HOW TO COMPLETE THIS TASK =
What is the number of lines below that contain the word "Corrected"? Respond with that number alone.

RECORDS TO PROCESS =
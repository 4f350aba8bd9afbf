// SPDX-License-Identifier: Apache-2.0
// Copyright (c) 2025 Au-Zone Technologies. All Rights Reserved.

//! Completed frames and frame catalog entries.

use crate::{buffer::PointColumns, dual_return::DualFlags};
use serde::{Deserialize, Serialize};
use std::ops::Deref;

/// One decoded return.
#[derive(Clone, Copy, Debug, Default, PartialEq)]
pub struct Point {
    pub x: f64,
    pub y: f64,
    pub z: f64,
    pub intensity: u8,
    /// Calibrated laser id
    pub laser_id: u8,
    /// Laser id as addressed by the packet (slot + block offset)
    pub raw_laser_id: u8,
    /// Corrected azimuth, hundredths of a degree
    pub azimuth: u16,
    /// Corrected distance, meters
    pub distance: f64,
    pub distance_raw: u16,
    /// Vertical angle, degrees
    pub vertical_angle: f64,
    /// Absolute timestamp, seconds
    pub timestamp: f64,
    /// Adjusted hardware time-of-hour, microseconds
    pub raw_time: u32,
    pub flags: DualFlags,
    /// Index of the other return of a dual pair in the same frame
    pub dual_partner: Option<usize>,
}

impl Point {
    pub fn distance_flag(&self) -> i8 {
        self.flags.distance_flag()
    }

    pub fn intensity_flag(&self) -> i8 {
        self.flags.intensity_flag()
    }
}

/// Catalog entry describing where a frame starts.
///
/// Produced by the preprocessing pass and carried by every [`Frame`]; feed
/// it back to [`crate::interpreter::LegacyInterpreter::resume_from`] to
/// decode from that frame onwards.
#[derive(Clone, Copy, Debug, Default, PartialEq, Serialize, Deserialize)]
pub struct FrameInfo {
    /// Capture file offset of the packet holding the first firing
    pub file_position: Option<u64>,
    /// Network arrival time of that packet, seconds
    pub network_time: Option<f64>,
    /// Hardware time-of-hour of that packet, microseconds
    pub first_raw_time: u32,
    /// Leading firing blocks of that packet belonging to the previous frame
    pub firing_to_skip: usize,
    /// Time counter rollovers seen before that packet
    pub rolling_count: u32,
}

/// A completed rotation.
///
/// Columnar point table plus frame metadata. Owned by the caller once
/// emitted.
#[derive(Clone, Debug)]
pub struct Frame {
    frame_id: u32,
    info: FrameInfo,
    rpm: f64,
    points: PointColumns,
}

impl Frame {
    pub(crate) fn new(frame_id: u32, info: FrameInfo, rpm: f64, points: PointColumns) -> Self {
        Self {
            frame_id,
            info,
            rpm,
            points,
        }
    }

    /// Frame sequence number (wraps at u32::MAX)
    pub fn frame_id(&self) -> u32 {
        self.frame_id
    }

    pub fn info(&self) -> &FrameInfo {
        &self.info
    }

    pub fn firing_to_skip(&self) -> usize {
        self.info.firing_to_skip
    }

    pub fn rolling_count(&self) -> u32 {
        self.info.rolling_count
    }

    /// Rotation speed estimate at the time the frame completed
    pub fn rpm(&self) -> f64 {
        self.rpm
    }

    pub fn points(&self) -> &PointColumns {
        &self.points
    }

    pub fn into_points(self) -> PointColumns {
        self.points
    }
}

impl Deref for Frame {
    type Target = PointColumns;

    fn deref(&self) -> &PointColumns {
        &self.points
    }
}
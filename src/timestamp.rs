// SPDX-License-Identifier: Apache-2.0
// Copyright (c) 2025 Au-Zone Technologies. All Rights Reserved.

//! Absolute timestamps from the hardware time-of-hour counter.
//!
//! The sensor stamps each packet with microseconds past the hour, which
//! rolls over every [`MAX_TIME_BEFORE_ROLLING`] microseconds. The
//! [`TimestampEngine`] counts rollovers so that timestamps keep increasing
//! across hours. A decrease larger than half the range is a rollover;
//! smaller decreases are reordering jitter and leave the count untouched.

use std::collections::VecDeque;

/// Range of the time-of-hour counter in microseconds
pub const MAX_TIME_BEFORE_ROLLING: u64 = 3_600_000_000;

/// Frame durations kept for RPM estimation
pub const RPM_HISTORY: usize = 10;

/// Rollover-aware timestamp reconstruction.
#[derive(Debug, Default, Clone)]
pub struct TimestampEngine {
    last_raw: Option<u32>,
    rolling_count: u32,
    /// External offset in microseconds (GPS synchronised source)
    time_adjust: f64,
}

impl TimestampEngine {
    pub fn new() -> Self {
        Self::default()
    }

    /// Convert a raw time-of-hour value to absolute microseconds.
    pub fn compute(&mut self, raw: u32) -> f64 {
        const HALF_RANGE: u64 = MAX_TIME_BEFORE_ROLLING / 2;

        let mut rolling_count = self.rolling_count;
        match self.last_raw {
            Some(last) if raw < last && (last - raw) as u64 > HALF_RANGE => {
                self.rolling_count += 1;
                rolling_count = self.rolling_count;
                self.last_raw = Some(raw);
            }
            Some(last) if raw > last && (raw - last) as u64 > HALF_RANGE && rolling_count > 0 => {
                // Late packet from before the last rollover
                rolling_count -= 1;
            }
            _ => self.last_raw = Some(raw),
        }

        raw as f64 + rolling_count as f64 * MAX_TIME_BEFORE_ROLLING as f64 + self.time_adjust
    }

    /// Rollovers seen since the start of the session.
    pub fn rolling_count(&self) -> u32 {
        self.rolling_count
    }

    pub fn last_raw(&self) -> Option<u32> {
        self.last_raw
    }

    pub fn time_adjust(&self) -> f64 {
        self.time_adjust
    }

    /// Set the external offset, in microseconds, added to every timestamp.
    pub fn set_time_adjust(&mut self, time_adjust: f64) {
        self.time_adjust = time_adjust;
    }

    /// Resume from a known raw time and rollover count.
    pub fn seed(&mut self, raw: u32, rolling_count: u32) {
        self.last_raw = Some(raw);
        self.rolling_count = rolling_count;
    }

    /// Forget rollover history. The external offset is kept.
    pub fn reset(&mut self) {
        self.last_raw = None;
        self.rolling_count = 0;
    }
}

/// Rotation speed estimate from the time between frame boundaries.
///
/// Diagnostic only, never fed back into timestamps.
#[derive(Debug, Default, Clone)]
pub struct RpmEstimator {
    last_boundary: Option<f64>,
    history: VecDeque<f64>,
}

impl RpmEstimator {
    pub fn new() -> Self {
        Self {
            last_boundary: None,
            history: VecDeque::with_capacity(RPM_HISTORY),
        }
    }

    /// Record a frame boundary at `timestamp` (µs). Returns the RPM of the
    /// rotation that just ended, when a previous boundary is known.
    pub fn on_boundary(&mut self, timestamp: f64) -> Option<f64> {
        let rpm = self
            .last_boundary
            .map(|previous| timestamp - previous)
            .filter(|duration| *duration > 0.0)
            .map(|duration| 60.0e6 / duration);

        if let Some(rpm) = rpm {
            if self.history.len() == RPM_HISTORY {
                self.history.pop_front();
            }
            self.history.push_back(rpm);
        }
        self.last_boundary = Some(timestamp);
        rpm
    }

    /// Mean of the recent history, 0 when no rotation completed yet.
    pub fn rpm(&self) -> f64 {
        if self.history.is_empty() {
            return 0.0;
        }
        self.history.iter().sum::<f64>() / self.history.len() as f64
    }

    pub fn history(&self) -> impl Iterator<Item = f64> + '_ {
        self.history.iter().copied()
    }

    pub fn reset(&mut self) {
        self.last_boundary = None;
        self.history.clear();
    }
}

RESPONSE TO THIS EXERCISE =
2